--- RECORDS SUPPLIED Enclosed Below ---

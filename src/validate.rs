use std::{
    io::{BufRead, Write},
    path::PathBuf,
};

use stacked_errors::{Result, StackableErr};
use tracing::warn;

use crate::{acquire_dir_path, dir_is_empty, Prompter, TestConfig};

/// The ways an invocation can be rejected before anything is launched
#[derive(Debug, Clone, PartialEq, Eq, thiserror::Error)]
pub enum PreconditionError {
    #[error("Error: Input folder does not exist")]
    MissingInputs,
    #[error("Error: Output folder does not exist")]
    MissingOutputs,
    #[error("Error: Resources folder does not exist")]
    MissingResources,
    #[error("Error: Entering a custom settings file requires a settings values file")]
    SettingsWithoutValues,
}

/// Canonical versions of the directories of a `TestConfig`
#[derive(Debug, Clone, PartialEq, Eq)]
pub struct ValidatedPaths {
    pub inputs: PathBuf,
    pub outputs: PathBuf,
    pub resources: Option<PathBuf>,
}

#[derive(Debug, Clone, PartialEq, Eq)]
pub enum Validation {
    Accepted(ValidatedPaths),
    Rejected(PreconditionError),
    /// The operator did not want to risk overwriting the output folder
    Aborted,
}

pub const CONTINUE_QUESTION: &str = "Do you want to continue?";

/// Checks the preconditions of `config` in order, asking whether to continue
/// if the output folder already has something in it. The returned error is
/// only for I/O failures.
pub async fn validate<R: BufRead, W: Write>(
    config: &TestConfig,
    prompter: &mut Prompter<R, W>,
) -> Result<Validation> {
    let Ok(inputs) = acquire_dir_path(&config.inputs).await else {
        return Ok(Validation::Rejected(PreconditionError::MissingInputs))
    };
    let Ok(outputs) = acquire_dir_path(&config.outputs).await else {
        return Ok(Validation::Rejected(PreconditionError::MissingOutputs))
    };
    if !dir_is_empty(&outputs).await.stack_err("validate")? {
        warn!("Warning: Output folder is not empty (files could be overwritten).");
        if !prompter.confirm(CONTINUE_QUESTION).stack_err("validate")? {
            return Ok(Validation::Aborted)
        }
    }
    let resources = match &config.resources {
        Some(resources) => match acquire_dir_path(resources).await {
            Ok(resources) => Some(resources),
            Err(_) => return Ok(Validation::Rejected(PreconditionError::MissingResources)),
        },
        None => None,
    };
    if config.settings.is_some() && config.values.is_none() {
        return Ok(Validation::Rejected(
            PreconditionError::SettingsWithoutValues,
        ))
    }
    Ok(Validation::Accepted(ValidatedPaths {
        inputs,
        outputs,
        resources,
    }))
}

--- End of Enclosed RECORDS SUPPLIED ---

__TASK DETAILS__: From the records, copy every line that has the string "MissingOutputs" in it.

__ANSWER__:
    MissingOutputs,
        return Ok(Validation::Rejected(PreconditionError::MissingOutputs))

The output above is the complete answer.